The LOCUST system combines precision optical and laser hardware with advanced software, algorithms, and processing to enable and enhance the directed energy kill chain, which includes tracking, identifying, and engaging a wide variety of targets with its hard-kill high-energy laser. Unlike conventional munitions, laser systems impose a near-zero cost-per-shot, making them particularly attractive for countering drone swarms — a threat that has emerged as one of the defining tactical challenges of modern warfare, from the battlefields of Ukraine to Red Sea maritime corridors.

AeroVironment, the Arlington, Virginia-based defense contractor best known for its family of small tactical unmanned systems, has been developing LOCUST as part of the broader U.S. military push to field affordable, scalable counter-UAS capabilities. The Army Multi-Purpose High Energy Laser initiative, contracted with AV’s subsidiary BlueHalo in 2023, represents an ongoing prototyping effort to protect small ground units against aerial drones. As of December 2025, the U.S. Army was known to have taken delivery of palletized LOCUST systems as well as ones mounted on Joint Light Tactical Vehicles and Infantry Squad Vehicles, with the Army having at least deployed palletized versions overseas operationally in the past.

The Navy’s test aboard CVN 77 extends that cross-service momentum into the maritime domain, where the drone threat has taken on particular urgency. Houthi forces in Yemen have employed drone and missile salvos against commercial and naval vessels in the Red Sea since late 2023, forcing the Navy to expend costly interceptor missiles against cheap unmanned platforms — an asymmetric exchange that laser weapons are designed to reverse.
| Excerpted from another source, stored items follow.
//! # Run configuration
//!
//! [`ReportConfig`] is built once per run, either from defaults or from a YAML
//! file, and passed by reference through the whole pipeline. Relative paths are
//! resolved against the directory of the configuration file.
use crate::deck::locator::default_image_rules;
use crate::deck::locator::default_text_rules;
use crate::deck::locator::ImageRule;
use crate::deck::locator::TextRule;
use crate::error::ReportError;
use crate::error::ResultMessage;
use regex::Regex;
use serde::Deserialize;
use serde::Serialize;
use std::path::Path;
use std::path::PathBuf;
use thiserror::Error;

/// Errors raised while loading or checking the configuration
#[derive(Error, Debug)]
pub enum ConfigError {
    #[error("Invalid configuration value '{key}': {reason}")]
    InvalidValue { key: String, reason: String },

    #[error("Template not found: {0}")]
    MissingTemplate(String),
}

/// Column names and filename keywords of a weekly time series extract
#[derive(Clone, Debug, Deserialize, Serialize, PartialEq)]
#[serde(default)]
pub struct SeriesDataset {
    pub keywords: Vec<String>,
    pub entity_column: String,
    pub date_column: String,
    pub value_column: String,
}

/// Column names and filename keywords of the per-entity brand breakdown
#[derive(Clone, Debug, Deserialize, Serialize, PartialEq)]
#[serde(default)]
pub struct BrandDataset {
    pub keywords: Vec<String>,
    pub entity_column: String,
    pub name_column: String,
    pub count_column: String,
    pub price_column: String,
}

/// Column names and filename keywords of the one-row-per-entity summary
#[derive(Clone, Debug, Deserialize, Serialize, PartialEq)]
#[serde(default)]
pub struct SummaryDataset {
    pub keywords: Vec<String>,
    pub entity_column: String,
    pub period_start_column: String,
    pub period_end_column: String,
    pub registration_users_column: String,
    pub mau_column: String,
    pub distribution_total_column: String,
    pub purchase_total_column: String,
}

#[derive(Clone, Debug, Deserialize, Serialize, PartialEq)]
#[serde(default)]
pub struct DatasetsConfig {
    pub login: SeriesDataset,
    pub purchase: SeriesDataset,
    pub brand: BrandDataset,
    pub summary: SummaryDataset,
}

/// A table column and the unit appended to its formatted numbers
#[derive(Clone, Debug, Deserialize, Serialize, PartialEq)]
pub struct TableColumn {
    pub name: String,
    #[serde(default)]
    pub unit: String,
}

/// Layout of the brand ranking table
#[derive(Clone, Debug, Deserialize, Serialize, PartialEq)]
#[serde(default)]
pub struct TableConfig {
    pub columns: Vec<TableColumn>,
    /// Data rows below the header
    pub max_rows: usize,
    pub base_font_size: f64,
    pub min_font_size: f64,
    /// Left/right cell margin in EMU
    pub cell_margin: i64,
}

/// Chart appearance
#[derive(Clone, Debug, Deserialize, Serialize, PartialEq)]
#[serde(default)]
pub struct ChartConfig {
    /// CSS font-family list used for all chart text
    pub font_family: String,
    /// Extra directories scanned for fonts besides the system fonts
    pub font_dirs: Vec<PathBuf>,
    pub login_color: String,
    pub purchase_color: String,
    pub palette: Vec<String>,
}

/// Settings of the `monthly` spreadsheet reports
#[derive(Clone, Debug, Deserialize, Serialize, PartialEq)]
#[serde(default)]
pub struct MonthlyConfig {
    pub campaign_template: PathBuf,
    pub point_template: PathBuf,
    pub input_dir: PathBuf,
    pub output_dir: PathBuf,
    pub campaign_keywords: Vec<String>,
    pub discount_keywords: Vec<String>,
    pub point_keywords: Vec<String>,
    /// Output file names, `{period}` is replaced by the target month
    pub campaign_output_name: String,
    pub point_output_name: String,
}

/// Complete configuration of a report run
#[derive(Clone, Debug, Deserialize, Serialize, PartialEq)]
#[serde(default)]
pub struct ReportConfig {
    pub template: PathBuf,
    pub tasks_dir: PathBuf,
    /// Output deck file name, `{period}` is replaced by the target month
    pub output_name: String,
    pub datasets: DatasetsConfig,
    pub table: TableConfig,
    /// Brands shown individually in the donut before the rest are bucketed
    pub donut_max: usize,
    pub other_label: String,
    /// Removed from entity names before they are written to the title
    pub title_strip_pattern: String,
    pub shape_rules: Vec<TextRule>,
    pub image_rules: Vec<ImageRule>,
    pub chart: ChartConfig,
    pub monthly: MonthlyConfig,
}

fn strings(values: &[&str]) -> Vec<String> {
    values.iter().map(|value| value.to_string()).collect()
}

impl Default for SeriesDataset {
    fn default() -> Self {
        SeriesDataset {
            keywords: Vec::new(),
            entity_column: "company_name".to_owned(),
            date_column: String::new(),
            value_column: String::new(),
        }
    }
}

impl Default for BrandDataset {
    fn default() -> Self {
        BrandDataset {
            keywords: strings(&["brand", "ブランド", "販売"]),
            entity_column: "client_name".to_owned(),
            name_column: "brand_name".to_owned(),
            count_column: "total_count".to_owned(),
            price_column: "total_price".to_owned(),
        }
    }
}

impl Default for SummaryDataset {
    fn default() -> Self {
        SummaryDataset {
            keywords: strings(&["summary", "サマリ"]),
            entity_column: "client_name".to_owned(),
            period_start_column: "period_start".to_owned(),
            period_end_column: "period_end".to_owned(),
            registration_users_column: "first_registration_users".to_owned(),
            mau_column: "mau".to_owned(),
            distribution_total_column: "product_distribution_total".to_owned(),
            purchase_total_column: "total_purchase_amount".to_owned(),
        }
    }
}

impl Default for DatasetsConfig {
    fn default() -> Self {
        DatasetsConfig {
            login: SeriesDataset {
                keywords: strings(&["login", "ログイン"]),
                date_column: "week_start_date".to_owned(),
                value_column: "weekly_login_users".to_owned(),
                ..SeriesDataset::default()
            },
            purchase: SeriesDataset {
                keywords: strings(&["purchase", "購入"]),
                date_column: "week_start".to_owned(),
                value_column: "weekly_purchase_count".to_owned(),
                ..SeriesDataset::default()
            },
            brand: BrandDataset::default(),
            summary: SummaryDataset::default(),
        }
    }
}

impl DatasetsConfig {
    /// Filename keywords per dataset role, in detection order
    pub fn patterns(&self) -> Vec<(String, Vec<String>)> {
        vec![
            ("login".to_owned(), self.login.keywords.clone()),
            ("purchase".to_owned(), self.purchase.keywords.clone()),
            ("brand".to_owned(), self.brand.keywords.clone()),
            ("summary".to_owned(), self.summary.keywords.clone()),
        ]
    }
}

impl Default for TableConfig {
    fn default() -> Self {
        let column = |name: &str, unit: &str| TableColumn {
            name: name.to_owned(),
            unit: unit.to_owned(),
        };
        TableConfig {
            columns: vec![
                column("brand_name", ""),
                column("total_price", "円"),
                column("total_count", "件"),
                column("unique_user_count", "人"),
            ],
            max_rows: 10,
            base_font_size: 10.5,
            min_font_size: 7.0,
            cell_margin: 91440,
        }
    }
}

impl Default for ChartConfig {
    fn default() -> Self {
        ChartConfig {
            font_family: "Hiragino Sans, Noto Sans CJK JP, Noto Sans JP, IPAexGothic, sans-serif".to_owned(),
            font_dirs: Vec::new(),
            login_color: "#4285F4".to_owned(),
            purchase_color: "#34A853".to_owned(),
            palette: strings(&[
                "#4285F4", "#EA4335", "#34A853", "#5F6368", "#00BCD4", "#FF9800", "#9C27B0", "#795548",
            ]),
        }
    }
}

impl Default for MonthlyConfig {
    fn default() -> Self {
        MonthlyConfig {
            campaign_template: PathBuf::from("templates/yyyymm_【月次集計】キャンペーン販促費.xlsx"),
            point_template: PathBuf::from("templates/yyyymm_【月次集計】ポイント利用額.xlsx"),
            input_dir: PathBuf::from("input"),
            output_dir: PathBuf::from("output"),
            campaign_keywords: strings(&["商品×割引率", "campaign"]),
            discount_keywords: strings(&["割引率一覧", "discount"]),
            point_keywords: strings(&["ポイント利用", "point"]),
            campaign_output_name: "{period}_【月次集計】キャンペーン販促費.xlsx".to_owned(),
            point_output_name: "{period}_【月次集計】ポイント利用額.xlsx".to_owned(),
        }
    }
}

impl Default for ReportConfig {
    fn default() -> Self {
        ReportConfig {
            template: PathBuf::from("template/報告資料_v3.pptx"),
            tasks_dir: PathBuf::from("tasks"),
            output_name: "JCB報告資料_{period}.pptx".to_owned(),
            datasets: DatasetsConfig::default(),
            table: TableConfig::default(),
            donut_max: 8,
            other_label: "その他".to_owned(),
            title_strip_pattern: "（申込企業：[^）]+）".to_owned(),
            shape_rules: default_text_rules(),
            image_rules: default_image_rules(),
            chart: ChartConfig::default(),
            monthly: MonthlyConfig::default(),
        }
    }
}

/// Joins a relative path onto `base`, leaving absolute paths untouched
fn resolve(base: &Path, path: &mut PathBuf) {
    if path.is_relative() {
        *path = base.join(&*path);
    }
}

impl ReportConfig {
    /// Loads the configuration from a YAML file, or the defaults when no file is given.
    ///
    /// # Arguments
    /// * `path` - Optional path of a YAML configuration file
    ///
    /// # Returns
    /// * `Result<ReportConfig, ReportError>` - The checked configuration with resolved paths
    pub fn load(path: Option<&Path>) -> Result<ReportConfig, ReportError> {
        let mut config = match path {
            Some(path) => {
                let text = std::fs::read_to_string(path)
                    .map_err(ReportError::from)
                    .with_prefix(&format!("Read config '{}'", path.display()))?;
                let base = path.parent().map(Path::to_path_buf).unwrap_or_default();
                let mut config = ReportConfig::from_yaml(&text)?;
                config.resolve_paths(&base);
                log::debug!("Loaded configuration from '{}'", path.display());
                config
            }
            None => ReportConfig::default(),
        };
        config.check()?;
        if config.chart.palette.is_empty() {
            config.chart.palette = ChartConfig::default().palette;
        }
        Ok(config)
    }

    /// Parses YAML text; missing keys take their default values
    pub fn from_yaml(text: &str) -> Result<ReportConfig, ReportError> {
        Ok(serde_yaml::from_str(text)?)
    }

    fn resolve_paths(&mut self, base: &Path) {
        resolve(base, &mut self.template);
        resolve(base, &mut self.tasks_dir);
        resolve(base, &mut self.monthly.campaign_template);
        resolve(base, &mut self.monthly.point_template);
        resolve(base, &mut self.monthly.input_dir);
        resolve(base, &mut self.monthly.output_dir);
        for directory in &mut self.chart.font_dirs {
            resolve(base, directory);
        }
    }

    /// Rejects values the pipeline cannot work with
    pub fn check(&self) -> Result<(), ReportError> {
        let invalid = |key: &str, reason: &str| ConfigError::InvalidValue {
            key: key.to_owned(),
            reason: reason.to_owned(),
        };
        if self.table.max_rows == 0 {
            Err(invalid("table.max_rows", "must be at least 1"))?;
        }
        if self.table.columns.is_empty() {
            Err(invalid("table.columns", "must not be empty"))?;
        }
        if !(self.table.min_font_size > 0.0 && self.table.min_font_size <= self.table.base_font_size) {
            Err(invalid("table.min_font_size", "must be positive and not above base_font_size"))?;
        }
        if self.donut_max == 0 {
            Err(invalid("donut_max", "must be at least 1"))?;
        }
        if !self.output_name.ends_with(".pptx") {
            Err(invalid("output_name", "must end with .pptx"))?;
        }
        for (index, rule) in self.shape_rules.iter().enumerate() {
            if rule.any_of.is_empty() || rule.any_of.iter().any(|markers| markers.is_empty()) {
                Err(invalid(&format!("shape_rules[{index}]"), "every alternative needs at least one marker"))?;
            }
        }
        for (role, keywords) in self.datasets.patterns() {
            if keywords.is_empty() {
                Err(invalid(&format!("datasets.{role}.keywords"), "must not be empty"))?;
            }
        }
        for (role, series) in [("login", &self.datasets.login), ("purchase", &self.datasets.purchase)] {
            if series.date_column.is_empty() || series.value_column.is_empty() {
                Err(invalid(&format!("datasets.{role}"), "date_column and value_column are required"))?;
            }
        }
        self.title_strip_regex()?;
        Ok(())
    }

    pub fn title_strip_regex(&self) -> Result<Regex, ReportError> {
        Ok(Regex::new(&self.title_strip_pattern)?)
    }

    /// Output deck file name for a period
    pub fn output_file_name(&self, period: &str) -> String {
        self.output_name.replace("{period}", period)
    }

    /// Fails when the template deck does not exist
    pub fn require_template(&self) -> Result<(), ReportError> {
        if self.template.is_file() {
            Ok(())
        } else {
            Err(ConfigError::MissingTemplate(self.template.display().to_string()))?
        }
    }
}

#[cfg(test)]
mod tests {
    use super::*;
    use crate::deck::Role;

    #[test]
    fn defaults_are_valid() {
        let config = ReportConfig::default();
        config.check().unwrap();
        assert_eq!(config.table.max_rows, 10);
        assert_eq!(config.donut_max, 8);
        assert_eq!(config.output_file_name("202602"), "JCB報告資料_202602.pptx");
        let strip = config.title_strip_regex().unwrap();
        assert_eq!(strip.replace_all("Acme（申込企業：Acme Holdings）", ""), "Acme");
    }

    #[test]
    fn partial_yaml_keeps_defaults() {
        let yaml = "table:\n  max_rows: 5\ndatasets:\n  login:\n    keywords: [weekly]\n    date_column: week\n    value_column: users\n";
        let config = ReportConfig::from_yaml(yaml).unwrap();
        assert_eq!(config.table.max_rows, 5);
        assert_eq!(config.table.columns.len(), 4);
        assert_eq!(config.datasets.login.keywords, vec!["weekly"]);
        assert_eq!(config.datasets.login.entity_column, "company_name");
        assert_eq!(config.datasets.summary.entity_column, "client_name");
        assert_eq!(config.shape_rules[0].role, Role::Title);
    }

    #[test]
    fn relative_paths_resolve_against_config_directory() {
        let dir = tempfile::tempdir().unwrap();
        let path = dir.path().join("report.yaml");
        std::fs::write(&path, "template: deck/template.pptx\ntasks_dir: /var/tasks\n").unwrap();
        let config = ReportConfig::load(Some(&path)).unwrap();
        assert_eq!(config.template, dir.path().join("deck/template.pptx"));
        assert_eq!(config.tasks_dir, PathBuf::from("/var/tasks"));
        assert!(config.require_template().is_err());
    }

    #[test]
    fn invalid_values_are_rejected() {
        let config = ReportConfig::from_yaml("table:\n  min_font_size: 12\n").unwrap();
        let error = config.check().unwrap_err();
        assert!(error.to_string().contains("table.min_font_size"));

        let config = ReportConfig::from_yaml("title_strip_pattern: '('\n").unwrap();
        assert!(config.check().is_err());
    }
}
A directed-energy system capable of neutralizing drones for the price of a few dollars in electricity, rather than hundreds of thousands of dollars per interceptor missile, fundamentally shifts that cost calculus.

The timing of the photo release — timed to Sea-Air-Space 2026 — signals that the Navy is prepared to show progress on directed energy even as senior officials acknowledge the road ahead is long. Acting Chief of Naval Operations Adm. James Kilby recently told reporters at the Sea-Air-Space expo that he is not ready to commit to buying directed energy systems at scale until there is a reliably consistent output in an action, adding there is no push to immediately deploy lasers but that he wants them to develop to the right level. That measured posture makes the CVN 77 test all the more significant — it is the kind of operationally relevant data point the Navy needs before committing to fleet-wide integration.